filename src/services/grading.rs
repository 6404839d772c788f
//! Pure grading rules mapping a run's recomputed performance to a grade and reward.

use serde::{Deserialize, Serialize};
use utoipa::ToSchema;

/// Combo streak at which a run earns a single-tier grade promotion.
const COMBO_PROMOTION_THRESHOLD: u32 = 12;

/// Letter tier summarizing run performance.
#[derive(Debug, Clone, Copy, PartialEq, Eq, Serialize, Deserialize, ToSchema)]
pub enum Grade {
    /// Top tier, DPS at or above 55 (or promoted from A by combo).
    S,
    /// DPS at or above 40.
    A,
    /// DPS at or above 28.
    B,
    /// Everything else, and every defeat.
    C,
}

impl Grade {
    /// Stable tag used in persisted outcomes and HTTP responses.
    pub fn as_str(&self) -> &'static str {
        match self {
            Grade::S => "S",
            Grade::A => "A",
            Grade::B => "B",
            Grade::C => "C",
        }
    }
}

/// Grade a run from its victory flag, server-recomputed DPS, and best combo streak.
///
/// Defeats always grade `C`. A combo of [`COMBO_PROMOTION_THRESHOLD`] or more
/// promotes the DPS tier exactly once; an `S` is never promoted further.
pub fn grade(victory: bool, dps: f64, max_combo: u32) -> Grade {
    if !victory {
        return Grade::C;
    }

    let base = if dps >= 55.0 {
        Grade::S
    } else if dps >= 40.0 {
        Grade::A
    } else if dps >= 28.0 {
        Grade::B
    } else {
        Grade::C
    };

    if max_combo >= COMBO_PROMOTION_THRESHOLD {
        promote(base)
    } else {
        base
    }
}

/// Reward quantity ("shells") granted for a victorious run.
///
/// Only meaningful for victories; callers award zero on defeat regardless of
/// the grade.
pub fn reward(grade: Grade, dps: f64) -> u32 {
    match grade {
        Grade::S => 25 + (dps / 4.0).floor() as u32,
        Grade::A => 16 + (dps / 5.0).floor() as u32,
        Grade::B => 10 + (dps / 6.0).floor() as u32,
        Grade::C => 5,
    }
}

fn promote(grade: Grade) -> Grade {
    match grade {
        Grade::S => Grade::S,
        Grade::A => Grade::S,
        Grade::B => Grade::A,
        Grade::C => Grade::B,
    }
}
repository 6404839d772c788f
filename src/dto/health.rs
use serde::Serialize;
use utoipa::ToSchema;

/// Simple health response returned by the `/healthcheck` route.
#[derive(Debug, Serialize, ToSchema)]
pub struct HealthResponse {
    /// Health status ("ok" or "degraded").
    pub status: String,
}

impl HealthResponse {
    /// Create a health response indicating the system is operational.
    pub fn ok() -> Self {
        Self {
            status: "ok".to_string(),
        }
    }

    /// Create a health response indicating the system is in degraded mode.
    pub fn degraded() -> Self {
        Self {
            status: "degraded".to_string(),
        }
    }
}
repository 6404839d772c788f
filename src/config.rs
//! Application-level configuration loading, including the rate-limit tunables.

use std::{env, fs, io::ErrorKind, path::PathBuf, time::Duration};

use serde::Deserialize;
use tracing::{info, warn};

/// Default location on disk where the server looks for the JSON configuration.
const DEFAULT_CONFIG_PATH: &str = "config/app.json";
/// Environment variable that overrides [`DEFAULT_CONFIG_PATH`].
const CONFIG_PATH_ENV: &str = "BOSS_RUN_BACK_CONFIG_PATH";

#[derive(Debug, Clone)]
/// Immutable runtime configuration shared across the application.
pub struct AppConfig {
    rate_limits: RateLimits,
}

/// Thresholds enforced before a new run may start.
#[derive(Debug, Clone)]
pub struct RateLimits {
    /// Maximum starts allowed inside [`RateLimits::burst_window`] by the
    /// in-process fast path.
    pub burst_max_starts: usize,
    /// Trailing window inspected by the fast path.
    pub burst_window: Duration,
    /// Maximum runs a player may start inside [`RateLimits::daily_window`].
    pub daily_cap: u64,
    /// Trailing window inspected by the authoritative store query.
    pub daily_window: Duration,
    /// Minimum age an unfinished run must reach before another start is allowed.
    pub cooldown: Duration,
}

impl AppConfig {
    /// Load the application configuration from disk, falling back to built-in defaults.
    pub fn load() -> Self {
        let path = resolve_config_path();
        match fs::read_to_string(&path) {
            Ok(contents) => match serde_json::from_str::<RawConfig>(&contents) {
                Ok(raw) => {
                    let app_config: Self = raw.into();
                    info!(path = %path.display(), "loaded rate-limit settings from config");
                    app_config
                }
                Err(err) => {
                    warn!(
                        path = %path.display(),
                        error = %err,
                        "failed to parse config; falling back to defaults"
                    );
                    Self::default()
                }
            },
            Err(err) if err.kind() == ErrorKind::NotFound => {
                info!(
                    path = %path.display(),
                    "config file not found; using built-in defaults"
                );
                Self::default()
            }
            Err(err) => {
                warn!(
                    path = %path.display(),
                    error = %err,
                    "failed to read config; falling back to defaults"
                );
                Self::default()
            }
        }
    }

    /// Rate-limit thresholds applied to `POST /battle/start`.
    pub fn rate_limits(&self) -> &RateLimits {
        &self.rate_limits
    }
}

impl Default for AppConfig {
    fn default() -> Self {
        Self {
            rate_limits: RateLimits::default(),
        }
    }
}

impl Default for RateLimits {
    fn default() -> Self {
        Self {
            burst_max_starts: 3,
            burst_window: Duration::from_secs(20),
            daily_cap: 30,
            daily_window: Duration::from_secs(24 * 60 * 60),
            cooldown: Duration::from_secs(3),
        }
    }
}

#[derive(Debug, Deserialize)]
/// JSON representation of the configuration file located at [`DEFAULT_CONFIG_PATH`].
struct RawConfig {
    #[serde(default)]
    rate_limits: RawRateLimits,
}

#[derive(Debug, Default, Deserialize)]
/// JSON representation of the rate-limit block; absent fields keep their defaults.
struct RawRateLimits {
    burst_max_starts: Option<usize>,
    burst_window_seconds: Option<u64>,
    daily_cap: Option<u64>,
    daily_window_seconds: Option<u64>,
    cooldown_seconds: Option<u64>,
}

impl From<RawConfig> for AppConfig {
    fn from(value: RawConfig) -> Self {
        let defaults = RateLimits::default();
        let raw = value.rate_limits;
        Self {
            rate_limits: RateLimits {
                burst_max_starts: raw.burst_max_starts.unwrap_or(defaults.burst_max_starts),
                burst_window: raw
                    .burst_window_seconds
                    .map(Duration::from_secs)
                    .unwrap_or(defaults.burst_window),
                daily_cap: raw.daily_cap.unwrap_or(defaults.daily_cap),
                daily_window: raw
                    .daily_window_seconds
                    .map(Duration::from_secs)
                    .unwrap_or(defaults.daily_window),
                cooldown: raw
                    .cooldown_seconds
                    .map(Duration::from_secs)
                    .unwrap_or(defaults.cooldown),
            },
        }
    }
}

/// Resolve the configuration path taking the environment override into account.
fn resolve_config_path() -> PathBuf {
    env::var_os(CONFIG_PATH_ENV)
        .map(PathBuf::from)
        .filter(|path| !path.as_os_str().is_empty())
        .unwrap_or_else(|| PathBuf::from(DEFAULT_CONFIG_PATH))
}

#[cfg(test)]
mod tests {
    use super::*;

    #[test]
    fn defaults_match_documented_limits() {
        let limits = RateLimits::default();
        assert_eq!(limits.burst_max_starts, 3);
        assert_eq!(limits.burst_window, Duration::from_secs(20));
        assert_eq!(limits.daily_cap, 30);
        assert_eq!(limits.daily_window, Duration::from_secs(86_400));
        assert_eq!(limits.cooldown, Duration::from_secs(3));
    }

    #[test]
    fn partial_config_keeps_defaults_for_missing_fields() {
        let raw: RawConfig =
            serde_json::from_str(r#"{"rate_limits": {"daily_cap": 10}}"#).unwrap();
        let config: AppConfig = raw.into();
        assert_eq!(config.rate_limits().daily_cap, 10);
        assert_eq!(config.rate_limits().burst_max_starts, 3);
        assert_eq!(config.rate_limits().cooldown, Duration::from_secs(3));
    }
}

+===+

■ **Work order**: Each line above from the one with "assert_eq!(limits.burst_max_starts, 3);" up to and including the one with "assert_eq!(config.rate_limits().burst_max_starts, 3);" must be set down exactly, and no line outside that span may appear.

■ **Exercise response**:
        assert_eq!(limits.burst_max_starts, 3);
        assert_eq!(limits.burst_window, Duration::from_secs(20));
        assert_eq!(limits.daily_cap, 30);
        assert_eq!(limits.daily_window, Duration::from_secs(86_400));
        assert_eq!(limits.cooldown, Duration::from_secs(3));
    }

    #[test]
    fn partial_config_keeps_defaults_for_missing_fields() {
        let raw: RawConfig =
            serde_json::from_str(r#"{"rate_limits": {"daily_cap": 10}}"#).unwrap();
        let config: AppConfig = raw.into();
        assert_eq!(config.rate_limits().daily_cap, 10);
        assert_eq!(config.rate_limits().burst_max_starts, 3);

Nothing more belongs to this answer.